Without asking, Frank lifted her bag full of books and tennis balls, and they headed down the road past the school.
Chapter 8
Evelyn
Thursday, September 11, 1969
Retreating behind her home’s heavy oak door always made Evelyn feel safe. But not tonight. She was upset. Upset that her friend’s picture was on the front page of the newspaper. Upset that she had become emotional in front of Colleen as she’d told the story. What had she been thinking?
That Colleen. How could a white teacher know how to teach these youngsters? A white woman with no history in this part of the world, who’d never been to church with her students, who didn’t know their brothers, sisters, parents. Who’d be gone soon enough, most likely.
Evelyn sat heavily at her kitchen table, with its one place mat, and waited for the water to boil for tea. She’d lived alone since her parents had passed.

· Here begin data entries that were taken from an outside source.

use coilover_engine::assembly::{
    Assembly, AssemblyLayout, DimensionSet, HelperPlacement, HelperSpringSpec, PartKind, WireSection,
};
use coilover_engine::error::CoiloverError;
use coilover_engine::mechanics::SolverState;
use coilover_engine::{Engine, EngineError};

fn with_helper(placement: HelperPlacement) -> DimensionSet {
    DimensionSet {
        helper: Some(HelperSpringSpec {
            placement,
            ..HelperSpringSpec::default()
        }),
        ..DimensionSet::default()
    }
}

fn ids(parts: &[coilover_engine::PartExport]) -> Vec<&'static str> {
    parts.iter().map(|p| p.id).collect()
}

#[test]
fn engine_initializes() {
    let engine = Engine::new();
    assert!(engine.is_initialized());
    assert_eq!(engine.dimensions(), &DimensionSet::default());
}

#[test]
fn first_diff_adds_every_part() {
    let mut engine = Engine::new();
    engine.evaluate_snapshot().expect("evaluate");
    let diff = engine.geometry_diff().expect("diff");

    assert_eq!(
        ids(&diff.added),
        vec!["damper_body", "shaft", "lower_perch", "main_spring", "upper_perch", "upper_cone"]
    );
    assert!(diff.updated.is_empty());
    assert!(diff.removed.is_empty());

    // Nothing changed since the last call.
    engine.evaluate_snapshot().expect("evaluate again");
    assert!(engine.geometry_diff().expect("second diff").is_empty());
}

#[test]
fn travel_change_updates_only_moving_parts() {
    let mut engine = Engine::new();
    engine.evaluate_snapshot().expect("evaluate");
    engine.geometry_diff().expect("initial diff");

    engine.travel_percent(50.0);
    engine.evaluate_snapshot().expect("evaluate at 50%");
    let diff = engine.geometry_diff().expect("diff");

    assert!(diff.added.is_empty());
    assert!(diff.removed.is_empty());
    assert_eq!(ids(&diff.updated), vec!["shaft", "main_spring", "upper_perch", "upper_cone"]);
}

#[test]
fn toggling_helper_adds_and_removes_parts() {
    let mut engine = Engine::new();
    engine.evaluate_snapshot().expect("evaluate");
    engine.geometry_diff().expect("initial diff");

    engine
        .apply_dimensions(with_helper(HelperPlacement::Above))
        .expect("helper dims");
    engine.evaluate_snapshot().expect("evaluate with helper");
    let diff = engine.geometry_diff().expect("diff");
    let added = ids(&diff.added);
    assert!(added.contains(&"helper_perch"));
    assert!(added.contains(&"helper_spring"));
    assert!(!ids(&diff.updated).contains(&"damper_body"));

    engine.apply_dimensions(DimensionSet::default()).expect("default dims");
    engine.evaluate_snapshot().expect("evaluate without helper");
    let diff = engine.geometry_diff().expect("diff");
    assert_eq!(diff.removed, vec!["helper_perch", "helper_spring"]);
}

#[test]
fn geometry_diff_requires_evaluation_after_change() {
    let mut engine = Engine::new();
    engine.evaluate_snapshot().expect("evaluate");
    engine.travel_percent(10.0);
    assert_eq!(engine.geometry_diff(), Err(EngineError::NotEvaluated));
}

#[test]
fn invalid_dimensions_keep_previous_assembly() {
    let mut engine = Engine::new();
    let before = engine.readout().expect("readout");

    let mut dims = DimensionSet::default();
    dims.spring.rate = 0.0;
    let err = engine.apply_dimensions(dims).expect_err("zero rate");
    match err {
        EngineError::Coilover(inner) => assert_eq!(inner.field(), Some("spring.rate")),
        other => panic!("expected a dimension error, got {other:?}"),
    }

    assert_eq!(engine.dimensions(), &DimensionSet::default());
    assert_eq!(engine.readout().expect("readout"), before);
}

#[test]
fn readout_reports_solver_state() {
    let mut engine = Engine::new();
    let rest = engine.readout().expect("readout");
    assert_eq!(rest.travel_percent, 0.0);
    assert_eq!(rest.strut_length, 400.0);
    assert_eq!(rest.state, SolverState::SeriesCompressed);
    assert!(rest.helper_length.is_none());

    engine.travel_percent(100.0);
    let full = engine.readout().expect("readout");
    assert_eq!(full.strut_length, full.strut_length_min);
    assert_eq!(full.main_length, 50.0);
    assert_eq!(full.state, SolverState::MainBound);
    assert_eq!(full.state_label, "main bound");
}

#[test]
fn engine_force_curve_matches_layout() {
    let engine = Engine::new();
    let curve = engine.force_curve(11).expect("curve");
    assert_eq!(curve.len(), 11);
    assert!(curve.windows(2).all(|w| w[1].force >= w[0].force));
    assert!(matches!(
        engine.force_curve(0),
        Err(EngineError::Coilover(CoiloverError::InvalidDimension { field: "curve.samples", .. }))
    ));
}

#[test]
fn scenario_a_round_wire_coil_count() {
    let layout = AssemblyLayout::new(&DimensionSet::default()).expect("layout");
    let coils = layout.geometry().main.active_coils;
    let expected = 80000.0 * 10f64.powi(4) / (8.0 * 100.0 * 70f64.powi(3));

    assert!((coils - expected).abs() < 1e-9);
    // Three significant figures.
    assert_eq!((coils * 100.0).round(), (expected * 100.0).round());
}

#[test]
fn anchors_are_ordered_bottom_up() {
    for placement in [HelperPlacement::Above, HelperPlacement::Below] {
        let layout = AssemblyLayout::new(&with_helper(placement)).expect("layout");
        for step in 0..=20 {
            let state = layout.travel_state(f64::from(step) / 20.0);
            let a = state.anchors;
            let helper_bottom = a.helper_bottom.expect("helper bottom");
            let helper_top = a.helper_top.expect("helper top");
            let perch = a.helper_perch_center.expect("helper perch");

            assert!(a.body_center < a.lower_perch_center);
            let (lower_bottom, lower_top, upper_bottom, upper_top) = match placement {
                HelperPlacement::Above => (a.main_bottom, a.main_top, helper_bottom, helper_top),
                HelperPlacement::Below => (helper_bottom, helper_top, a.main_bottom, a.main_top),
            };
            assert!(a.lower_perch_center < lower_bottom);
            assert!(lower_bottom < lower_top);
            assert!(lower_top < perch && perch < upper_bottom);
            assert!(upper_bottom < upper_top);
            assert!(upper_top <= a.shaft_top + 1e-9);
            assert!(a.shaft_top < a.upper_perch_center && a.upper_perch_center < a.cone_base);
        }
    }
}

#[test]
fn travel_never_passes_bind_stack() {
    let mut dims = with_helper(HelperPlacement::Above);
    dims.damper.compressed_length = 100.0;
    let layout = AssemblyLayout::new(&dims).expect("layout");
    let g = layout.geometry();

    assert_eq!(g.strut_length_min, g.bind_stack);
    let state = layout.travel_state(1.0);
    assert_eq!(state.strut_length, g.bind_stack);

    let helper_bind = HelperSpringSpec::default().bind_length;
    assert!((state.solution.main_length - dims.spring.bind_length).abs() < 1e-9);
    assert!((state.solution.helper_length.expect("helper") - helper_bind).abs() < 1e-9);
    assert!((state.solution.force - g.main.limits.bind_force()).abs() < 1e-6);
}

#[test]
fn rectangular_main_wire_is_supported() {
    let mut dims = DimensionSet::default();
    dims.spring.wire = WireSection::Rectangular {
        width: 12.0,
        height: 8.0,
    };
    let assembly = Assembly::new(&dims).expect("assembly");
    let snapshot = assembly.snapshot(0.4).expect("snapshot");
    let spring = snapshot.part(PartKind::MainSpring).expect("main spring");

    assert!(spring.diagnostics.is_valid_solid(), "{}", spring.diagnostics.summary());
    assert!(snapshot.geometry.main.active_coils > 0.0);
}

#[test]
fn snapshot_parts_are_closed_and_sorted() {
    let assembly = Assembly::new(&with_helper(HelperPlacement::Below)).expect("assembly");
    let snapshot = assembly.snapshot(0.7).expect("snapshot");

    let kinds: Vec<PartKind> = snapshot.parts.iter().map(|p| p.kind).collect();
    let mut sorted = kinds.clone();
    sorted.sort();
    assert_eq!(kinds, sorted);
    assert_eq!(kinds.len(), PartKind::ALL.len());

    for part in &snapshot.parts {
        assert!(part.diagnostics.is_valid_solid(), "{}: {}", part.kind.id(), part.diagnostics.summary());
        assert!(part.mesh.validate().is_ok());
    }
}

The newspaper was still open to the photo, just as she’d left it. Mildred’s face was in the center of the picture. She looked determined and strong, her eyes fixed on the camera, and Evelyn felt a surge of admiration for her dear friend. By contrast, the Negro woman standing behind Mildred was looking down, fear creeping into the turn of her mouth.
The federal marshals who’d escorted the Negro teachers to their cars were in the picture too. Their heads and eyes were averted from the camera, as if they were embarrassed to be there. Evelyn read the article beneath the picture and raised her hand to cover her mouth. It included strong resistance in a comment credited to a middle-class white man: “No court order will ever end segregation down here. The government doesn’t understand.”